Henry Roberts was an English engraver, printseller and music publisher operating from London in the 18th century.

In 1739 he published a work called Calliope or English Harmony, which he described as:a collection of the most celebrated English and Scots songs, neatly engrav'd and embelish'd with designs adapted to the subject of each song taken from the compositions of the best masters, in the most correct manner with the thorough bass and transpositions for the flute proper for all teachers, scholars, and lovers of musick; printed on a fine paper, on each side which renders the undertaking more compleat than any thing of the kind ever publish'd

The composer Thomas Arne lodged a Bill of Complaint with the Chancery in 1741, claiming that Henry Roberts and John Johnson had infringed his musical copyright by publishing some of his theatrical songs. The matter was settled out of court, the first known case of a composer asserting intellectual copyright.

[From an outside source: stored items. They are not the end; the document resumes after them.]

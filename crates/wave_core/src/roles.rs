//! Player archetypes and their template stats.

use std::fmt;
use std::str::FromStr;

use serde::{Deserialize, Serialize};

use crate::combatant::Player;
use crate::error::GameError;

/// Selectable player archetype.
#[derive(Debug, Clone, Copy, PartialEq, Eq, Hash, Serialize, Deserialize)]
pub enum Role {
    /// Sturdy front-liner.
    Knight,
    /// Fragile heavy hitter.
    Mage,
    /// Fastest role.
    Rogue,
    /// All-rounder.
    Archer,
}

/// Static catalog entry for a role.
///
/// The ability fields are descriptive only; combat never reads them.
#[derive(Debug, Clone, Copy, PartialEq, Eq)]
pub struct RoleTemplate {
    /// Role this template belongs to.
    pub role: Role,
    /// Short description shown in selection menus.
    pub description: &'static str,
    /// Single-character map symbol.
    pub symbol: char,
    /// Ability name.
    pub ability: &'static str,
    /// Ability description.
    pub ability_description: &'static str,
    /// Starting and maximum health.
    pub health: u32,
    /// Starting attack.
    pub attack: u32,
    /// Starting defense.
    pub defense: u32,
    /// Speed.
    pub speed: u32,
}

/// The fixed role catalog, in menu order.
pub static ROLE_TEMPLATES: [RoleTemplate; 4] = [
    RoleTemplate {
        role: Role::Knight,
        description: "Strong in defense",
        symbol: 'K',
        ability: "Shield Wall",
        ability_description: "Braces behind the shield to protect allies",
        health: 130,
        attack: 10,
        defense: 10,
        speed: 3,
    },
    RoleTemplate {
        role: Role::Mage,
        description: "Strong spell damage",
        symbol: 'M',
        ability: "Fireball",
        ability_description: "Hurls a ball of fire at every enemy",
        health: 90,
        attack: 16,
        defense: 4,
        speed: 5,
    },
    RoleTemplate {
        role: Role::Rogue,
        description: "High dexterity",
        symbol: 'R',
        ability: "Backstab",
        ability_description: "Strikes a distracted enemy from behind",
        health: 100,
        attack: 12,
        defense: 6,
        speed: 8,
    },
    RoleTemplate {
        role: Role::Archer,
        description: "Good range",
        symbol: 'A',
        ability: "Volley",
        ability_description: "Looses a rain of arrows over the battlefield",
        health: 110,
        attack: 13,
        defense: 7,
        speed: 6,
    },
];

impl Role {
    /// All roles, in menu order.
    pub const ALL: [Role; 4] = [Role::Knight, Role::Mage, Role::Rogue, Role::Archer];

    /// Catalog entry for this role.
    #[must_use]
    pub fn template(self) -> &'static RoleTemplate {
        match self {
            Role::Knight => &ROLE_TEMPLATES[0],
            Role::Mage => &ROLE_TEMPLATES[1],
            Role::Rogue => &ROLE_TEMPLATES[2],
            Role::Archer => &ROLE_TEMPLATES[3],
        }
    }

    /// Role for a 1-based menu key ("1" to "4").
    pub fn from_choice(choice: &str) -> Result<Self, GameError> {
        match choice.trim() {
            "1" => Ok(Role::Knight),
            "2" => Ok(Role::Mage),
            "3" => Ok(Role::Rogue),
            "4" => Ok(Role::Archer),
            other => Err(GameError::UnknownRole(other.to_string())),
        }
    }

    /// Display name.
    #[must_use]
    pub const fn name(self) -> &'static str {
        match self {
            Role::Knight => "Knight",
            Role::Mage => "Mage",
            Role::Rogue => "Rogue",
            Role::Archer => "Archer",
        }
    }
}

impl fmt::Display for Role {
    fn fmt(&self, f: &mut fmt::Formatter<'_>) -> fmt::Result {
        f.write_str(self.name())
    }
}

impl FromStr for Role {
    type Err = GameError;

    /// Accepts either a menu key or a case-insensitive role name.
    fn from_str(s: &str) -> Result<Self, Self::Err> {
        let trimmed = s.trim();
        Role::ALL
            .into_iter()
            .find(|role| role.name().eq_ignore_ascii_case(trimmed))
            .map_or_else(|| Role::from_choice(trimmed), Ok)
    }
}

/// Create a player from the catalog.
///
/// A blank name falls back to `Player{position}`, where `position` is the
/// 1-based seat in the party.
#[must_use]
pub fn create_player(role: Role, name: &str, position: usize) -> Player {
    let name = name.trim();
    if name.is_empty() {
        Player::from_role(role, format!("Player{position}"))
    } else {
        Player::from_role(role, name)
    }
}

Beginning in 1758, and continuing until 1780, John Welcker of London published the three volumes of Clio & Euterpe or British Harmony, a collection of 600 pages of songs from the 18th century adorned with detailed engravings, and sold them in his "Music and Instrument Warehouse" across from the Opera House. Copies are found in the hands of book collectors, in the Library of Congress, in the University of Edinburgh Library, in the Yale University Library and in the Harvard University Library.

The contralto Emma Curtis accompanied by The Frolick produced an album of music from Calliope in 2006.